Toshiba Corp lost 1.59% after an explosive survey released Thursday found that the company and government agreed to rely on foreign investors to comply with management’s wishes.
“Japanese tech stocks are being bought as the Nasdaq gain and lower US interest rates have boosted investor sentiment,” said Jun Morita, chief executive of the research department at Chibagin Asset Management.
“But the market was plagued with uncertainties.
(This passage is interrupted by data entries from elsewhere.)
use super::{ResourceClient, ResourceError};
use async_trait::async_trait;
use std::collections::BTreeMap;
use std::io::{ErrorKind, SeekFrom};
use std::path::Path;
use tokio::io::{AsyncReadExt, AsyncSeekExt};

/// Reads local files, addressed either as plain paths or `file://` urls.
#[derive(Clone, Debug, Default)]
pub struct FileClient;

fn local_path(url: &str) -> Result<&Path, ResourceError> {
    if url.starts_with("http://") || url.starts_with("https://") {
        return Err(ResourceError::Unsupported(
            "This client supports only local paths and file:// urls.".to_string(),
        ));
    }
    Ok(Path::new(url.strip_prefix("file://").unwrap_or(url)))
}

fn map_io_error(path: &Path, error: std::io::Error) -> ResourceError {
    if error.kind() == ErrorKind::NotFound {
        ResourceError::NotFound(path.display().to_string())
    } else {
        ResourceError::File(error)
    }
}

impl FileClient {
    pub async fn read_file(&self, path: &Path) -> Result<Vec<u8>, ResourceError> {
        tokio::fs::read(path)
            .await
            .map_err(|error| map_io_error(path, error))
    }

    /// Reads at most `length` bytes; the result is shorter when the file ends first.
    pub async fn read_file_range(
        &self,
        path: &Path,
        offset: u64,
        length: usize,
    ) -> Result<Vec<u8>, ResourceError> {
        if length == 0 {
            return Ok(Vec::new());
        }

        let mut file = tokio::fs::File::open(path)
            .await
            .map_err(|error| map_io_error(path, error))?;
        file.seek(SeekFrom::Start(offset)).await?;

        let mut bytes = Vec::with_capacity(length);
        file.take(length as u64).read_to_end(&mut bytes).await?;
        Ok(bytes)
    }
}

#[async_trait]
impl ResourceClient for FileClient {
    async fn get(
        &self,
        url: &str,
        _headers: Option<BTreeMap<String, String>>,
    ) -> Result<Vec<u8>, ResourceError> {
        self.read_file(local_path(url)?).await
    }

    async fn get_range(
        &self,
        url: &str,
        offset: u64,
        length: usize,
        _headers: Option<BTreeMap<String, String>>,
    ) -> Result<Vec<u8>, ResourceError> {
        self.read_file_range(local_path(url)?, offset, length).await
    }
}
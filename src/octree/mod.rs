pub mod aabb;
pub mod node;
pub mod point_attributes;
pub mod snapshot;

use slab::Slab;

/// Index of a node in a [`FlatOctree`].
///
/// Ids stay valid as long as their node is in the tree. Nodes announced by a
/// truncated hierarchy range are removed again, and their ids may then be
/// handed to nodes inserted later, so an id kept from an earlier snapshot can
/// point to a different node once more of the hierarchy is read.
#[derive(Clone, Debug, Copy, Default, PartialEq, Eq, Hash, PartialOrd, Ord)]
pub struct NodeId(pub(crate) usize);

impl NodeId {
    pub fn index(&self) -> usize {
        self.0
    }
}

/// Slab-backed arena holding every node of one octree.
#[derive(Clone, Debug)]
pub struct FlatOctree<T> {
    storage: Slab<T>,
    root_id: NodeId,
}

impl<T> FlatOctree<T>
where
    T: Default,
{
    pub fn new() -> Self {
        Self::with_root(T::default())
    }

    pub fn with_root(root: T) -> Self {
        let mut storage = Slab::new();
        let root_id = NodeId(storage.insert(root));

        Self { storage, root_id }
    }

    pub fn root(&self) -> &T {
        &self.storage[self.root_id.0]
    }

    pub fn root_id(&self) -> NodeId {
        self.root_id
    }

    pub fn node(&self, node_id: NodeId) -> Option<&T> {
        self.storage.get(node_id.0)
    }

    pub(crate) fn node_mut(&mut self, node_id: NodeId) -> Option<&mut T> {
        self.storage.get_mut(node_id.0)
    }

    pub(crate) fn insert(&mut self, node: T) -> NodeId {
        NodeId(self.storage.insert(node))
    }

    pub(crate) fn remove(&mut self, node_id: NodeId) -> Option<T> {
        if node_id == self.root_id {
            return None;
        }
        self.storage.try_remove(node_id.0)
    }

    pub fn len(&self) -> usize {
        self.storage.len()
    }

    pub fn is_empty(&self) -> bool {
        self.storage.is_empty()
    }

    pub fn iter(&self) -> impl Iterator<Item = (NodeId, &T)> {
        self.storage.iter().map(|(index, node)| (NodeId(index), node))
    }
}

impl<T: Default> Default for FlatOctree<T> {
    fn default() -> Self {
        Self::new()
    }
}
use serde::Deserialize;
use std::path::{Path, PathBuf};
use std::time::Duration;

const DEFAULT_MIRROR_ROOT: &str = "temp";
const DEFAULT_REQUEST_TIMEOUT_SECS: u64 = 30;

/// Settings for opening a point cloud.
#[derive(Deserialize, Clone, Debug, PartialEq)]
#[serde(default, rename_all = "camelCase")]
pub struct LoaderConfig {
    /// Directory under which remote clouds are mirrored, one subdirectory per cloud.
    pub mirror_root: PathBuf,
    /// Timeout for a single remote request; 0 waits forever.
    pub request_timeout_secs: u64,
    /// Translate the cloud so the center of its bounding box is the origin.
    pub move_to_origin: bool,
}

impl Default for LoaderConfig {
    fn default() -> Self {
        Self {
            mirror_root: PathBuf::from(DEFAULT_MIRROR_ROOT),
            request_timeout_secs: DEFAULT_REQUEST_TIMEOUT_SECS,
            move_to_origin: false,
        }
    }
}

impl LoaderConfig {
    pub fn from_json(text: &str) -> Result<Self, serde_json::Error> {
        serde_json::from_str(text)
    }

    pub fn with_mirror_root(mut self, mirror_root: impl AsRef<Path>) -> Self {
        self.mirror_root = mirror_root.as_ref().to_path_buf();
        self
    }

    pub fn with_request_timeout(mut self, timeout: Duration) -> Self {
        self.request_timeout_secs = timeout.as_secs();
        self
    }

    pub fn with_move_to_origin(mut self, move_to_origin: bool) -> Self {
        self.move_to_origin = move_to_origin;
        self
    }

    pub fn request_timeout(&self) -> Option<Duration> {
        match self.request_timeout_secs {
            0 => None,
            secs => Some(Duration::from_secs(secs)),
        }
    }

    /// Local directory mirroring the remote cloud `cloud_name`.
    pub fn mirror_path(&self, cloud_name: &str) -> PathBuf {
        self.mirror_root.join(cloud_name)
    }
}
It is difficult for investors to decide whether to buy or sell when the Nikkei is hovering around 29,000 because they are not necessarily optimistic about the outlook for the Japanese market.”
Some market participants doubt that the Japanese economy will recover as quickly as that of the United States and other advanced countries, as the country grapples with a fourth wave of the pandemic.
Recruiting agency Recruit Holdings fell 2.53%, the biggest drag on the Nikkei, while machine makers Kubota and Komatsu fell 4.49% and 3.24%, respectively.
Banks and real estate companies fell the most among the industry’s 33 sub-indexes.
Tech companies advanced, with M3 Inc medical platform up 3.12%, Advantest 0.61% and Tokyo Electron 0.65%.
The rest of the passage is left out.